There is little to see in those numbers that would have anyone targeting Jackson as a franchise QB. His most appealing traits to a team like Seattle are that he know’s Darrell Bevell’s system, is young, and would be cheap. The cynical reaction would be that the Seahawks front office is bringing in a QB to compete with Charlie Whitehurst that he actually has a chance to beat. The team has to know Whitehurst has no chance of beating out Hasselbeck this year.
Let’s try a less cynical perspective. Whitehurst is on the last year of his contract. The Seahawks are undoubtedly going to draft a QB in the first round next year that will be the guy Carroll and Schneider build around. They have already stated multiple times that they believe in having a QB develop behind a veteran for a few years instead of throwing them into the fire. That means the team needs a veteran starter next year. They may not want to lock up too much money in the QB position for the next two years to plug holes elsewhere, knowing that the guy they invest in will not be the long-term answer. A player like Carson Palmer has at least 2-3 years left and would be expensive. Hasselbeck may not stay healthy long enough to count on him for two seasons, leading them to have to invest more money in another stop-gap quarterback. Signing Jackson to a modest two year deal with a team option for a third gives them a guy to compete with Whitehurst this season, and a guy who can either start or backup the next couple of years. He knows the offense, and can help bring a rookie along.
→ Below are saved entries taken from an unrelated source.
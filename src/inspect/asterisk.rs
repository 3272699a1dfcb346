//! Telephony engine liveness

use tracing::debug;

use crate::executor::{CommandError, EngineCli};

/// Product marker expected in the version banner
pub const PRODUCT_MARKER: &str = "Asterisk";

/// Liveness command issued to the engine
pub const VERSION_COMMAND: &str = "core show version";

/// Remote console errors that still exit 0
const CONSOLE_ERRORS: [&str; 2] = ["Unable to connect to remote asterisk", "No such command"];

/// Healthy iff the command ran, reported no console error and names the product
pub fn is_alive(result: &Result<String, CommandError>) -> bool {
    match result {
        Ok(output) => {
            output.contains(PRODUCT_MARKER) && !CONSOLE_ERRORS.iter().any(|e| output.contains(e))
        }
        Err(_) => false,
    }
}

#[derive(Clone)]
pub struct AsteriskInspector {
    cli: EngineCli,
}

impl AsteriskInspector {
    pub fn new(cli: EngineCli) -> Self {
        Self { cli }
    }

    pub async fn check(&self) -> bool {
        let result = self.cli.rx(VERSION_COMMAND).await;
        if let Err(e) = &result {
            debug!("Engine liveness command failed: {}", e);
        }
        is_alive(&result)
    }
}
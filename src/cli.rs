//! Command-line argument parsing for ModemGuard

/// Parsed command line
#[derive(Debug, Default, PartialEq, Eq)]
pub struct Args {
    pub once: bool,
    pub validate: bool,
    pub help: bool,
    /// Push the audio profile to one modem and exit
    pub configure_audio: Option<String>,
    /// Set when an option is missing its value
    pub error: Option<String>,
}

pub fn parse_args() -> Args {
    let args: Vec<String> = std::env::args().collect();
    parse_from(&args)
}

/// Parse an argv-style slice (first element is the program name)
pub fn parse_from(args: &[String]) -> Args {
    let mut result = Args::default();

    let mut i = 1;
    while i < args.len() {
        match args[i].as_str() {
            "--once" => result.once = true,
            "--validate" => result.validate = true,
            "--help" | "-h" => result.help = true,
            "--configure-audio" => match args.get(i + 1).filter(|v| !v.starts_with("--")) {
                Some(id) => {
                    i += 1;
                    result.configure_audio = Some(id.clone());
                }
                None => result.error = Some("--configure-audio requires a modem id".to_string()),
            },
            _ => {}
        }
        i += 1;
    }

    result
}

pub fn print_help() {
    println!("ModemGuard - GSM gateway self-healing supervisor\n");
    println!("USAGE:");
    println!("    modemguard [OPTIONS]\n");
    println!("OPTIONS:");
    println!("    --once                      Run a single health check, print it as JSON and exit");
    println!("    --validate                  Validate configuration and exit");
    println!("    --configure-audio <MODEM>   Apply the audio profile to one modem and exit");
    println!("    --help, -h                  Show this help message\n");
    println!("ENVIRONMENT:");
    println!("    See .env.example for configuration variables");
}
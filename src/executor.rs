//! External command execution
//!
//! Every probe and every corrective action goes through [`CommandExecutor`],
//! so tests can swap the shell out for a scripted mock.

use async_trait::async_trait;
use std::sync::Arc;
use std::time::Duration;
use thiserror::Error;
use tokio::process::Command;
use tokio::time::timeout;
use tracing::{debug, trace};

/// Default per-command timeout
pub const DEFAULT_COMMAND_TIMEOUT: Duration = Duration::from_secs(10);

#[derive(Debug, Clone, Error, PartialEq)]
pub enum CommandError {
    #[error("command timed out after {0:?}")]
    Timeout(Duration),

    #[error("failed to spawn command: {0}")]
    Spawn(String),

    #[error("command exited with status {code:?}: {output}")]
    Failed { code: Option<i32>, output: String },
}

impl CommandError {
    /// Fire-and-forget commands only count as failed when they never ran or hung.
    /// A non-zero exit still means the command was delivered.
    pub fn is_delivery_failure(&self) -> bool {
        matches!(self, CommandError::Timeout(_) | CommandError::Spawn(_))
    }
}

/// Runs a command line and returns its captured output.
#[async_trait]
pub trait CommandExecutor: Send + Sync {
    async fn run(&self, command: &str, timeout: Duration) -> Result<String, CommandError>;
}

/// Executes command lines through `sh -c`.
#[derive(Debug, Default, Clone)]
pub struct ShellExecutor;

impl ShellExecutor {
    pub fn new() -> Self {
        Self
    }
}

#[async_trait]
impl CommandExecutor for ShellExecutor {
    async fn run(&self, command: &str, limit: Duration) -> Result<String, CommandError> {
        trace!("exec: {}", command);

        let child = Command::new("sh")
            .arg("-c")
            .arg(command)
            .kill_on_drop(true)
            .output();

        let output = match timeout(limit, child).await {
            Ok(Ok(output)) => output,
            Ok(Err(e)) => return Err(CommandError::Spawn(e.to_string())),
            Err(_) => {
                debug!("Command timed out after {:?}: {}", limit, command);
                return Err(CommandError::Timeout(limit));
            }
        };

        let stdout = String::from_utf8_lossy(&output.stdout);
        let stderr = String::from_utf8_lossy(&output.stderr);
        let combined = if stderr.trim().is_empty() {
            stdout.to_string()
        } else {
            format!("{stdout}\n{stderr}")
        };

        if output.status.success() {
            Ok(combined)
        } else {
            Err(CommandError::Failed {
                code: output.status.code(),
                output: combined,
            })
        }
    }
}

/// Telephony engine CLI (`asterisk -rx "<command>"`) on top of an executor.
#[derive(Clone)]
pub struct EngineCli {
    executor: Arc<dyn CommandExecutor>,
    binary: String,
    timeout: Duration,
}

impl EngineCli {
    pub fn new(executor: Arc<dyn CommandExecutor>, binary: impl Into<String>, timeout: Duration) -> Self {
        Self {
            executor,
            binary: binary.into(),
            timeout,
        }
    }

    /// Build the shell command line for an engine CLI command
    pub fn command_line(&self, command: &str) -> String {
        format!("{} -rx \"{}\"", self.binary, command)
    }

    /// Run an engine CLI command
    pub async fn rx(&self, command: &str) -> Result<String, CommandError> {
        self.executor.run(&self.command_line(command), self.timeout).await
    }

    /// Run an arbitrary shell command with the same timeout
    pub async fn shell(&self, command: &str) -> Result<String, CommandError> {
        self.executor.run(command, self.timeout).await
    }
}
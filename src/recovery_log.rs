/// Operator-facing recovery log
/// Append-only text file, one line per entry: `YYYY-MM-DD HH:MM:SS [LEVEL] message`.
/// Every entry is mirrored to tracing; the core never reads the file back.

use anyhow::{Context, Result};
use chrono::{DateTime, Local};
use serde::Serialize;
use std::collections::VecDeque;
use std::fmt;
use std::fs::{File, OpenOptions};
use std::io::Write;
use std::path::Path;
use std::sync::Mutex;
use tracing::{error, info, warn};

/// Entries kept in memory for the status endpoint
pub const RECENT_CAPACITY: usize = 256;

#[derive(Debug, Clone, Copy, PartialEq, Eq, Serialize)]
#[serde(rename_all = "UPPERCASE")]
pub enum LogLevel {
    Info,
    Warning,
    Error,
    Ok,
}

impl fmt::Display for LogLevel {
    fn fmt(&self, f: &mut fmt::Formatter<'_>) -> fmt::Result {
        match self {
            LogLevel::Info => write!(f, "INFO"),
            LogLevel::Warning => write!(f, "WARNING"),
            LogLevel::Error => write!(f, "ERROR"),
            LogLevel::Ok => write!(f, "OK"),
        }
    }
}

#[derive(Debug, Clone, PartialEq, Eq, Serialize)]
pub struct LogEntry {
    pub timestamp: DateTime<Local>,
    pub level: LogLevel,
    pub message: String,
}

impl LogEntry {
    pub fn line(&self) -> String {
        format!(
            "{} [{}] {}",
            self.timestamp.format("%Y-%m-%d %H:%M:%S"),
            self.level,
            self.message
        )
    }
}

pub struct RecoveryLog {
    file: Mutex<Option<File>>,
    recent: Mutex<VecDeque<LogEntry>>,
}

impl RecoveryLog {
    /// Open (or create) the log file for appending
    pub fn open(path: impl AsRef<Path>) -> Result<Self> {
        let path = path.as_ref();
        if let Some(parent) = path.parent().filter(|p| !p.as_os_str().is_empty()) {
            std::fs::create_dir_all(parent)
                .with_context(|| format!("Failed to create log directory {}", parent.display()))?;
        }
        let file = OpenOptions::new()
            .create(true)
            .append(true)
            .open(path)
            .with_context(|| format!("Failed to open recovery log {}", path.display()))?;

        Ok(Self {
            file: Mutex::new(Some(file)),
            recent: Mutex::new(VecDeque::with_capacity(RECENT_CAPACITY)),
        })
    }

    /// Log without a backing file (tracing and the in-memory tail only)
    pub fn in_memory() -> Self {
        Self {
            file: Mutex::new(None),
            recent: Mutex::new(VecDeque::with_capacity(RECENT_CAPACITY)),
        }
    }

    pub fn append(&self, level: LogLevel, message: impl Into<String>) {
        let entry = LogEntry {
            timestamp: Local::now(),
            level,
            message: message.into(),
        };

        match level {
            LogLevel::Info | LogLevel::Ok => info!("[{}] {}", level, entry.message),
            LogLevel::Warning => warn!("{}", entry.message),
            LogLevel::Error => error!("{}", entry.message),
        }

        // Blocking write: one short line on an append handle, at most a few per cycle
        {
            let mut file = self.file.lock().unwrap_or_else(|e| e.into_inner());
            if let Some(f) = file.as_mut() {
                if let Err(e) = writeln!(f, "{}", entry.line()) {
                    // Keep supervising even if the disk is full
                    warn!("Failed to write recovery log: {}", e);
                }
            }
        }

        let mut recent = self.recent.lock().unwrap_or_else(|e| e.into_inner());
        if recent.len() == RECENT_CAPACITY {
            recent.pop_front();
        }
        recent.push_back(entry);
    }

    pub fn info(&self, message: impl Into<String>) {
        self.append(LogLevel::Info, message);
    }

    pub fn warning(&self, message: impl Into<String>) {
        self.append(LogLevel::Warning, message);
    }

    pub fn error(&self, message: impl Into<String>) {
        self.append(LogLevel::Error, message);
    }

    pub fn ok(&self, message: impl Into<String>) {
        self.append(LogLevel::Ok, message);
    }

    /// Most recent entries, oldest first
    pub fn recent(&self) -> Vec<LogEntry> {
        self.recent
            .lock()
            .unwrap_or_else(|e| e.into_inner())
            .iter()
            .cloned()
            .collect()
    }
}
There is logic in there.It just so happens to be logic I don’t agree with. Hasselbeck gives the team a much better chance to compete this year and next while also bringing along the rookie they draft and allowing him to retire a Seahawk. If the Jackson signing happens, the NFC West QBOTF situation will be: Sam Bradford (STL), Colin Kaepernick (SF), Kevin Kolb (if the rumors are true ARZ), Whitehurst/Jackson (SEA). Yikes.
The truth will be revealed soon enough, but the resolution of the QB situation is one item I’m beginning to dread more than anticipate.